■ EXERCISE INSTRUCTIONS ■
Transcribe the records word for word, beginning with the first line and ending with the line that contains "DC/AC simulation over"; include nothing else.

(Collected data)
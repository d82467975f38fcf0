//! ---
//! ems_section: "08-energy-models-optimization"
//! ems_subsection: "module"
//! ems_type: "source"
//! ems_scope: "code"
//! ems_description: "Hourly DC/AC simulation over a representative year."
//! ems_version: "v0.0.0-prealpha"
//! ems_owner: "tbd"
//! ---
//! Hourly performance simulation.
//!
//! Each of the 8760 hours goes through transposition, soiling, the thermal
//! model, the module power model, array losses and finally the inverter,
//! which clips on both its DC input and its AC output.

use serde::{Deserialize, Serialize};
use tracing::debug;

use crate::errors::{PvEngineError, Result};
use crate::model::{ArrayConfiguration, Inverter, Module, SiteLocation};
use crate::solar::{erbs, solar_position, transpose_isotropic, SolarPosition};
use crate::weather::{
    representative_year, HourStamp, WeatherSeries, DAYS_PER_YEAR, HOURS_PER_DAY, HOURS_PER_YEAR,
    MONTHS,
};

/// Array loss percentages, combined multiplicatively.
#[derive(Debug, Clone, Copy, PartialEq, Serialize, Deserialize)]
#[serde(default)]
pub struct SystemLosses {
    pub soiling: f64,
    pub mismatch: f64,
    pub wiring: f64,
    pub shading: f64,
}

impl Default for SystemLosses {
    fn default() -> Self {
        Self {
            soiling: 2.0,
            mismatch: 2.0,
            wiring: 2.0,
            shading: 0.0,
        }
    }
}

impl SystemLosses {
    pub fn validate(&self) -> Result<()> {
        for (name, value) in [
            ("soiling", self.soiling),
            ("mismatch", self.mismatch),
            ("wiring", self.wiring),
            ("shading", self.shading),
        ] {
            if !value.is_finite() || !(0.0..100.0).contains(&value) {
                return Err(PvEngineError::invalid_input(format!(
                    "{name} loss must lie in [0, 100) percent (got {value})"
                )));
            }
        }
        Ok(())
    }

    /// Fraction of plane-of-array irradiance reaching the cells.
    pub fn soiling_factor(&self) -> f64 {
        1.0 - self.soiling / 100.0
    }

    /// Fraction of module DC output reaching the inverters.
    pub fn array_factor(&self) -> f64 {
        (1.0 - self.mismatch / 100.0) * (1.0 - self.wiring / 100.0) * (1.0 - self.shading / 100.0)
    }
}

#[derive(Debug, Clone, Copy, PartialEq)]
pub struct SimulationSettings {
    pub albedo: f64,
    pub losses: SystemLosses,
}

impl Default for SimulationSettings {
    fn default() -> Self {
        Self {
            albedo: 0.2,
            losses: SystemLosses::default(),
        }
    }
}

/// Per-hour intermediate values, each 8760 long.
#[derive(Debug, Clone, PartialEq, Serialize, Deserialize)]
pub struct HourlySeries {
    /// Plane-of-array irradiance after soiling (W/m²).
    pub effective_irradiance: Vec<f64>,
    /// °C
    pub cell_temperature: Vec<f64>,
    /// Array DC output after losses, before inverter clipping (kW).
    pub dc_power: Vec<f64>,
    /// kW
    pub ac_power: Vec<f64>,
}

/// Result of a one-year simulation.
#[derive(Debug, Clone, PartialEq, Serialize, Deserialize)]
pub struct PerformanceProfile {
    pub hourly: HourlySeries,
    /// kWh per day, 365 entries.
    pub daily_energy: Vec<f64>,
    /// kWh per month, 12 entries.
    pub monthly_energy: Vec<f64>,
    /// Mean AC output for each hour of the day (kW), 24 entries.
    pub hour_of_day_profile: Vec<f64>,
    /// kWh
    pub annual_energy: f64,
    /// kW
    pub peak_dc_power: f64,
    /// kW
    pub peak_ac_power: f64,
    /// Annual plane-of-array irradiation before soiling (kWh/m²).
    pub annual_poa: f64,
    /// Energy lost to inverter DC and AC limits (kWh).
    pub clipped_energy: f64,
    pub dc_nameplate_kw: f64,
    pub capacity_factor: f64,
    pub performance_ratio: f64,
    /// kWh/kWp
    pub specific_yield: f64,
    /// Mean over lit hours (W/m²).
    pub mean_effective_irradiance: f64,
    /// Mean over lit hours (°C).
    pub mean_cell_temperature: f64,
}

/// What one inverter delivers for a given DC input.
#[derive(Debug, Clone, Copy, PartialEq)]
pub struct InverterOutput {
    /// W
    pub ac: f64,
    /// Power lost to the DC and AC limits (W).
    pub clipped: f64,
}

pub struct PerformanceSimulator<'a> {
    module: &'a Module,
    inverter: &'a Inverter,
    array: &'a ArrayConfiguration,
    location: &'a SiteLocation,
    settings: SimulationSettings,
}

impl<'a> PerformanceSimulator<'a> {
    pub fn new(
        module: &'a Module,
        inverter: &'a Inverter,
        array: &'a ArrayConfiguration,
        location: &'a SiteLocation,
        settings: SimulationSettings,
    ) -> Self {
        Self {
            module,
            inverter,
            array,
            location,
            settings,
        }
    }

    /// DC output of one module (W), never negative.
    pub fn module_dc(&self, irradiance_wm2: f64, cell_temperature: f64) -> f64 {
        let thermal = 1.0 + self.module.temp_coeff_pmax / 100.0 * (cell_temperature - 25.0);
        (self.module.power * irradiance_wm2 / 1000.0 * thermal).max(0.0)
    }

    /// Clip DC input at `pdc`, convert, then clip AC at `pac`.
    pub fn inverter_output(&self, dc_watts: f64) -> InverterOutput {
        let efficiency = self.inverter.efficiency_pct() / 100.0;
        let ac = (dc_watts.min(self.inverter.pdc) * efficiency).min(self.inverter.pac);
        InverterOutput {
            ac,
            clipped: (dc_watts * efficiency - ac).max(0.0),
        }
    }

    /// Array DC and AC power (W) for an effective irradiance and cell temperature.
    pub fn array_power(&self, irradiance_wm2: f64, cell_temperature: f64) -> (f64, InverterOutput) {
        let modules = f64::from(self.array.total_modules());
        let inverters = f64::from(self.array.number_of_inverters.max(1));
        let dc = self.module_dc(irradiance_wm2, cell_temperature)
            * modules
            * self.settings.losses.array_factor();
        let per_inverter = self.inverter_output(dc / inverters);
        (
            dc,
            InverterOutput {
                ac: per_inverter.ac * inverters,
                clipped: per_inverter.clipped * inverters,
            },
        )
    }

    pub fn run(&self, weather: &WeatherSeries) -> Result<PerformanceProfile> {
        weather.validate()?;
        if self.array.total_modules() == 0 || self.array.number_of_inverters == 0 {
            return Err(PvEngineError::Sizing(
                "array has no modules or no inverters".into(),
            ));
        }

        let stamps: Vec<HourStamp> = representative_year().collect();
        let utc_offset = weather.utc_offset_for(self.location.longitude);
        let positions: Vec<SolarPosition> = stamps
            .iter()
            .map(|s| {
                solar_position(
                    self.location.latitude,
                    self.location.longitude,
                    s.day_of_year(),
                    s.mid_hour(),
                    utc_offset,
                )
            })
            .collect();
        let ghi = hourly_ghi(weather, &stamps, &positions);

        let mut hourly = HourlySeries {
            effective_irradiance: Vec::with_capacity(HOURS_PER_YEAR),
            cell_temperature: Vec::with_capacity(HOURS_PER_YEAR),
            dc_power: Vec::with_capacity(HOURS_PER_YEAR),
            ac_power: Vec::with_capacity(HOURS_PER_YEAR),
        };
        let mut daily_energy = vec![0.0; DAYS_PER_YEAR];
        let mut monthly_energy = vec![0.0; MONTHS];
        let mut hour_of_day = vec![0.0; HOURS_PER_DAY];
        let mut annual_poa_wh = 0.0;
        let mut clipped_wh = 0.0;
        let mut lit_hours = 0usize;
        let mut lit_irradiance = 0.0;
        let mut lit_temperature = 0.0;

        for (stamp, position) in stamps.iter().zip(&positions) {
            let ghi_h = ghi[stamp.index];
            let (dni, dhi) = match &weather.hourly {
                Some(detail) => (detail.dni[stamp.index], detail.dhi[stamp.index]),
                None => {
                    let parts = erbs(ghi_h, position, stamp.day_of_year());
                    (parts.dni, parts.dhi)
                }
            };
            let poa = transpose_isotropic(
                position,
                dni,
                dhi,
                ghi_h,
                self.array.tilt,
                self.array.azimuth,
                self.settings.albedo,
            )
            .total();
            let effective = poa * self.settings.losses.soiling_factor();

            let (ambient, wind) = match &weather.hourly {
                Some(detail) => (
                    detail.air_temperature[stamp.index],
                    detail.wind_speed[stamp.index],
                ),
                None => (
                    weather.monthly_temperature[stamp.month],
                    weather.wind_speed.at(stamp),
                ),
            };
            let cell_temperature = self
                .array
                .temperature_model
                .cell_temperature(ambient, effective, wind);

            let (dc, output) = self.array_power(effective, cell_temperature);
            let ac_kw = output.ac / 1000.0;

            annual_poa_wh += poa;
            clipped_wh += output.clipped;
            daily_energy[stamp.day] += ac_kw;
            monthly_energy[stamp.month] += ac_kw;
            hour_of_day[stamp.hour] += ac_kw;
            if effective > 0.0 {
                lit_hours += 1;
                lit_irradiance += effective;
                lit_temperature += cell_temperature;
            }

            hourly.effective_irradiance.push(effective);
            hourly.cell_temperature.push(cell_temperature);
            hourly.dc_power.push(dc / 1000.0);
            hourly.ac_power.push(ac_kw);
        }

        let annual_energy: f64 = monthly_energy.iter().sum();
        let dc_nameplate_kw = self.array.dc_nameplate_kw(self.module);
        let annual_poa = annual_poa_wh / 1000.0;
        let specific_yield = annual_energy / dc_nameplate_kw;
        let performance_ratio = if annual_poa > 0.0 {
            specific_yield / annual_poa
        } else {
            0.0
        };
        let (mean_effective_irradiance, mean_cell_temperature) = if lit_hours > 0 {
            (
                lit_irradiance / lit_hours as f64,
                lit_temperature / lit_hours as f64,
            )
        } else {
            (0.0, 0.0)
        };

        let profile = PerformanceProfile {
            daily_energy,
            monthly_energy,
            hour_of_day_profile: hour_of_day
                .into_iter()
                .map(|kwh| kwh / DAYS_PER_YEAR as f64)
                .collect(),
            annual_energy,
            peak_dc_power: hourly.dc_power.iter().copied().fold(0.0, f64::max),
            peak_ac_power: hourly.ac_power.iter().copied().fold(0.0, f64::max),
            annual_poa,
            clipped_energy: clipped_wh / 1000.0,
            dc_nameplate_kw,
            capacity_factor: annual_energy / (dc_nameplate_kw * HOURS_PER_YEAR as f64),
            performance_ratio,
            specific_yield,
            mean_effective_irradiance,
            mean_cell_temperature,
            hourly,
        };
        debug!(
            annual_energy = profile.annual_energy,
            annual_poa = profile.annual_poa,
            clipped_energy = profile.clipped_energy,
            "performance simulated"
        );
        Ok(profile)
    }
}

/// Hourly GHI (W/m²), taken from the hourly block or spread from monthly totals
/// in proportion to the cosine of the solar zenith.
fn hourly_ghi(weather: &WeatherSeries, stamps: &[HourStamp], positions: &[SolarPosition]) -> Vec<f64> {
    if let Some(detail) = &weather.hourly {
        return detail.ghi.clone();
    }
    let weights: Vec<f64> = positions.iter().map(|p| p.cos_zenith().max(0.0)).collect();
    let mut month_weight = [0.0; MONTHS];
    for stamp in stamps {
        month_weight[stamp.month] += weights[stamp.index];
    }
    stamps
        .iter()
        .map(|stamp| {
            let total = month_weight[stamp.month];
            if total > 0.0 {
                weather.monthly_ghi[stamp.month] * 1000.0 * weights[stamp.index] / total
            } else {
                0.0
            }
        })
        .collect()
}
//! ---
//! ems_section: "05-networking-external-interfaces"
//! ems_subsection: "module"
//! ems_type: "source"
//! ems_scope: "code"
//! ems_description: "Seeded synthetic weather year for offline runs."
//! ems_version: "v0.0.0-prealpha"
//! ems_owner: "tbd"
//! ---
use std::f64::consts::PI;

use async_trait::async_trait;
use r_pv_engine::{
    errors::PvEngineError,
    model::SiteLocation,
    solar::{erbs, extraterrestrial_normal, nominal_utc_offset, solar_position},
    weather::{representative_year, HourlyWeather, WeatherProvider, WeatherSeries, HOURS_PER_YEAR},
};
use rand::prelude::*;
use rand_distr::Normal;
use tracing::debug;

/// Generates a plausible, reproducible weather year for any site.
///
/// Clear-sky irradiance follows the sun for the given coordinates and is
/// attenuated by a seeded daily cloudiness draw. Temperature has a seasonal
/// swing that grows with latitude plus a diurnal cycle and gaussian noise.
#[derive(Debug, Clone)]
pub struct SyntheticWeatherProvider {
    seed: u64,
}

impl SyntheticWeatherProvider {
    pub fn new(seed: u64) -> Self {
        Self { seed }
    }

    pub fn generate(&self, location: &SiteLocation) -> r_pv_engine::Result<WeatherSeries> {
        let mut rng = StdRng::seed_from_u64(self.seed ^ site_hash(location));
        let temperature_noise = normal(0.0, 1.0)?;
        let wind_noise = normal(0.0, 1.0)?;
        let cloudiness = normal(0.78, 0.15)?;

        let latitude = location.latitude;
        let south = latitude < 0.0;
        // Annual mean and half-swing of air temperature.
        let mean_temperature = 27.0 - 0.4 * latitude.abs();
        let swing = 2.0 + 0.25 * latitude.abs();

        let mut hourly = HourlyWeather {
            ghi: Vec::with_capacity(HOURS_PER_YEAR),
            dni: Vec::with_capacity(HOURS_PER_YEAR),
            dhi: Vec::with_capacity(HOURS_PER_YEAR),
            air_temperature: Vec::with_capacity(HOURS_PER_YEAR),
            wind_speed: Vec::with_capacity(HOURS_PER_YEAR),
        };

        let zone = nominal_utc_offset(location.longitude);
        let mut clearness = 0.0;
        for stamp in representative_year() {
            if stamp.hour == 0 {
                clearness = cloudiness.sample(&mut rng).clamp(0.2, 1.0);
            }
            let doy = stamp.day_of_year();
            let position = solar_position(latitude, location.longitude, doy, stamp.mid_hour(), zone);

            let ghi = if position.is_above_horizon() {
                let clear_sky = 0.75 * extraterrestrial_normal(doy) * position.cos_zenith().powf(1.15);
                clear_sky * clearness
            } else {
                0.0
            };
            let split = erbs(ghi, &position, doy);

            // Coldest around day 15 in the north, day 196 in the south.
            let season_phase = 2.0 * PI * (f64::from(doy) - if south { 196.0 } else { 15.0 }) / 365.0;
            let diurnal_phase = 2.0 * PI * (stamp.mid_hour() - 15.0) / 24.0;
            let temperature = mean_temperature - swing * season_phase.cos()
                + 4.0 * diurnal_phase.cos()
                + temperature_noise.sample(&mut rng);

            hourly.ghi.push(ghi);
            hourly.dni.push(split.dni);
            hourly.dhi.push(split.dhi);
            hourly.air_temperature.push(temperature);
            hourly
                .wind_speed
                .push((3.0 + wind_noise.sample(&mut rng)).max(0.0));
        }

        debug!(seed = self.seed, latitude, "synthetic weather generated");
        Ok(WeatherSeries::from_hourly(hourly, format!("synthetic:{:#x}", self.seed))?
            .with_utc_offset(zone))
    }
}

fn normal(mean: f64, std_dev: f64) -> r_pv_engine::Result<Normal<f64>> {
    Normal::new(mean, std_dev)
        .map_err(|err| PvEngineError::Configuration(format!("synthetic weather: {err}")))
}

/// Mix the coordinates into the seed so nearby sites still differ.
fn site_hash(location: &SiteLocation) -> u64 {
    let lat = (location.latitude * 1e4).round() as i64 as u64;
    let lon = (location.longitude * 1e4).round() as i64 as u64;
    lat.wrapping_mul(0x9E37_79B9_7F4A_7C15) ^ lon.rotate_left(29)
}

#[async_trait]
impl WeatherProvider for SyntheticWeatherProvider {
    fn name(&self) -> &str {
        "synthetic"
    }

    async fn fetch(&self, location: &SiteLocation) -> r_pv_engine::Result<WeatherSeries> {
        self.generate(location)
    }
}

■ EXERCISE RESULT ■
repository d82467975f38fcf0
//! ---
//! ems_section: "08-energy-models-optimization"
//! ems_subsection: "module"
//! ems_type: "source"
//! ems_scope: "code"
//! ems_description: "Hourly DC/AC simulation over a representative year."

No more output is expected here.